# text-analysis

> Useful code for analyzing text.

In [None]:
#| default_exp common.text_analysis

In [None]:
#| hide
from nbdev.showdoc import *

In [None]:
#| hide
from fastcore.test import *

In [None]:
#| export
from collections import defaultdict
from typing import Dict, Iterable, Sequence, Tuple

In [None]:
#| export
import torch

In [None]:
#| export
def build_next_token_map(
    text: str, prefix_len: int, vocab_size: int, stoi: Dict[str, int]
) -> Dict[str, torch.Tensor]:
    """For a given body of text, build a map of all prefixes of a given
    length to the frequencies of the next token."""
    next_token_map: Dict[str, torch.Tensor] = defaultdict(
        lambda: torch.zeros(vocab_size, dtype=torch.long)
    )

    for i in range(
        len(text) - prefix_len
    ):  # This range ensures the last prefix has a next token
        prefix = text[i : i + prefix_len]
        next_token = text[i + prefix_len]
        next_token_map[prefix][stoi[next_token]] += 1

    # The loop above will have added every substring of length
    # `prefx_len` to the map, except for the very last one,
    # because it has no next token. But, it is useful to have
    # this last string in the map, with zeros for all the next
    # token counts (it is a valid substring of the right length
    # and calling code might want to look it up). We add it here.
    last_prefix = text[-prefix_len:]

    # Adding zero ensures the entry is unchanged if it exists, but
    # will added it (via the defaultdict's default factory) if it
    # doesn't.
    next_token_map[last_prefix] += 0

    return next_token_map

In [None]:
# Tests for build_next_token_map
test_text = "abcabcc"
test_prefix_len = 2
test_vocab_size = 3
test_stoi = {"a": 0, "b": 1, "c": 2}
test_next_token_map = build_next_token_map(
    test_text, test_prefix_len, test_vocab_size, test_stoi
)
test_eq(len(test_next_token_map), 4)
test_eq(test_next_token_map["ab"], torch.tensor([0, 0, 2]))
test_eq(test_next_token_map["bc"], torch.tensor([1, 0, 1]))
test_eq(test_next_token_map["ca"], torch.tensor([0, 1, 0]))

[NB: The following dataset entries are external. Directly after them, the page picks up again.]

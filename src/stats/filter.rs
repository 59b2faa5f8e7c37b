//! Filter model for aggregate queries.
//!
//! All aggregations accept the same optional filter set (season, match
//! type, inclusive date range, result limit). Raw request parameters are
//! validated into a [`StatsFilter`] before any store access; validation
//! failures are a distinct error from store failures. Unset fields mean
//! "no restriction" and predicates compose with logical AND.

use chrono::NaiveDate;
use serde::Deserialize;
use thiserror::Error;

use crate::models::{Match, MatchType, SeasonId};

/// Smallest accepted result limit.
pub const MIN_LIMIT: u32 = 1;

/// Largest accepted result limit.
pub const MAX_LIMIT: u32 = 50;

/// Limit applied when the caller does not supply one.
pub const DEFAULT_LIMIT: u32 = 10;

/// Filter validation errors.
#[derive(Debug, Error)]
pub enum FilterError {
    #[error("Invalid date '{0}' (expected YYYY-MM-DD)")]
    InvalidDate(String),

    #[error("Invalid match type '{0}' (expected TOURNAMENT, FRIENDLY or ALL)")]
    InvalidMatchType(String),

    #[error("Limit {0} out of range ({MIN_LIMIT}-{MAX_LIMIT})")]
    LimitOutOfRange(u32),
}

/// Match-type dimension of the filter.
#[derive(Debug, Clone, Copy, PartialEq, Eq, Default)]
pub enum MatchTypeFilter {
    Tournament,
    Friendly,
    #[default]
    All,
}

impl MatchTypeFilter {
    /// Parse the wire value, case-insensitively.
    pub fn parse(s: &str) -> Result<Self, FilterError> {
        match s.trim().to_ascii_uppercase().as_str() {
            "TOURNAMENT" => Ok(MatchTypeFilter::Tournament),
            "FRIENDLY" => Ok(MatchTypeFilter::Friendly),
            "ALL" | "" => Ok(MatchTypeFilter::All),
            _ => Err(FilterError::InvalidMatchType(s.to_string())),
        }
    }

    /// Whether a match of the given type passes this dimension.
    pub fn accepts(&self, match_type: MatchType) -> bool {
        match self {
            MatchTypeFilter::Tournament => match_type == MatchType::Tournament,
            MatchTypeFilter::Friendly => match_type == MatchType::Friendly,
            MatchTypeFilter::All => true,
        }
    }
}

/// Raw filter parameters as they arrive on the wire.
#[derive(Debug, Clone, Default, Deserialize)]
#[serde(rename_all = "camelCase", default)]
pub struct StatsFilterParams {
    pub season_id: Option<String>,
    pub match_type: Option<String>,
    pub start_date: Option<String>,
    pub end_date: Option<String>,
    pub limit: Option<u32>,
}

/// A validated, normalized filter.
#[derive(Debug, Clone)]
pub struct StatsFilter {
    pub season_id: Option<SeasonId>,
    pub match_type: MatchTypeFilter,
    /// Inclusive lower bound on the calendar date of Match.created_at.
    pub start_date: Option<NaiveDate>,
    /// Inclusive upper bound on the calendar date of Match.created_at.
    pub end_date: Option<NaiveDate>,
    pub limit: u32,
}

impl Default for StatsFilter {
    fn default() -> Self {
        Self {
            season_id: None,
            match_type: MatchTypeFilter::All,
            start_date: None,
            end_date: None,
            limit: DEFAULT_LIMIT,
        }
    }
}

fn parse_date(s: &str) -> Result<NaiveDate, FilterError> {
    NaiveDate::parse_from_str(s.trim(), "%Y-%m-%d")
        .map_err(|_| FilterError::InvalidDate(s.to_string()))
}

impl StatsFilter {
    /// Validate raw parameters into a filter.
    ///
    /// A reversed date range is not rejected; it simply matches nothing.
    pub fn from_params(params: &StatsFilterParams) -> Result<Self, FilterError> {
        let match_type = match params.match_type.as_deref() {
            Some(s) => MatchTypeFilter::parse(s)?,
            None => MatchTypeFilter::All,
        };

        let start_date = params.start_date.as_deref().map(parse_date).transpose()?;
        let end_date = params.end_date.as_deref().map(parse_date).transpose()?;

        let limit = params.limit.unwrap_or(DEFAULT_LIMIT);
        if !(MIN_LIMIT..=MAX_LIMIT).contains(&limit) {
            return Err(FilterError::LimitOutOfRange(limit));
        }

        Ok(Self {
            season_id: params
                .season_id
                .as_deref()
                .map(|s| SeasonId::from(s.trim())),
            match_type,
            start_date,
            end_date,
            limit,
        })
    }

    /// Builder method to restrict by match type.
    pub fn with_match_type(mut self, match_type: MatchTypeFilter) -> Self {
        self.match_type = match_type;
        self
    }

    /// Builder method to restrict by season.
    pub fn with_season(mut self, season_id: SeasonId) -> Self {
        self.season_id = Some(season_id);
        self
    }

    /// Whether a match passes every filter dimension.
    ///
    /// Also enforces the completed-status invariant: IN_PROGRESS matches
    /// never qualify for any statistic.
    pub fn qualifies(&self, m: &Match) -> bool {
        if !m.match_status.is_completed() {
            return false;
        }
        if !self.match_type.accepts(m.match_type) {
            return false;
        }
        if let Some(ref season_id) = self.season_id {
            if &m.season_id != season_id {
                return false;
            }
        }
        let date = m.created_at.date_naive();
        if let Some(start) = self.start_date {
            if date < start {
                return false;
            }
        }
        if let Some(end) = self.end_date {
            if date > end {
                return false;
            }
        }
        true
    }
}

# The last substring should be in the map with all zeros
test_eq(test_next_token_map["cc"], torch.tensor([0, 0, 0]))

# Test the case where the last substring is already in the map.
test_next_token_map = build_next_token_map(
    "abcabc", test_prefix_len, test_vocab_size, test_stoi
)
test_eq(test_next_token_map["bc"], torch.tensor([1, 0, 0]))

In [None]:
#| export
def top_nonzero_tokens(freqs: torch.Tensor, itos: Dict[int, str]) -> Iterable[Tuple[str, float]]:
    k = torch.count_nonzero(freqs).item()
    assert isinstance(k, int) # keep mypy happy
    topk = torch.topk(freqs, k=k)
    return [(itos[i], freqs[i].item()) for i in topk.indices.tolist()]

In [None]:
# Tests for top_nonzero_tokens
itos = {0: 'a', 1: 'b', 2: 'c', 3: 'd'}

# All zeros
freqs = torch.tensor([0, 0, 0, 0])
test_eq(top_nonzero_tokens(freqs, itos), [])

# All non-zeros
freqs = torch.tensor([1, 2, 3, 4])
test_eq(top_nonzero_tokens(freqs, itos), [('d', 4), ('c', 3), ('b', 2), ('a', 1)])

# Some zeros
freqs = torch.tensor([0, 2, 0, 4])
test_eq(top_nonzero_tokens(freqs, itos), [('d', 4), ('b', 2)])

In [None]:
#| export
class SubstringFrequencyAnalysis:
    """Class that performs frequency analysis on a body of text for a set of substrings."""

    def __init__(
        self,
        substrs: Sequence[str],
        next_token_map: Dict[str, torch.Tensor],
        itos: Dict[int, str],
    ):
        # Need at least one string to determine the length
        # and for this to be useful.
        assert len(substrs) > 0

        self.freq_map = {
            s: next_token_map[s]
            for s in substrs
        }

        # Compute the cumulative frequencies
        vocab_size = len(next(iter(self.freq_map.values())))
        self.cumulative_freqs = torch.zeros(vocab_size, dtype=torch.long)
        for freqs in self.freq_map.values():
            self.cumulative_freqs += freqs

        # Normalize the cumulative frequencies
        self.norm_cumulative_freqs = self.cumulative_freqs.float() / self.cumulative_freqs.sum()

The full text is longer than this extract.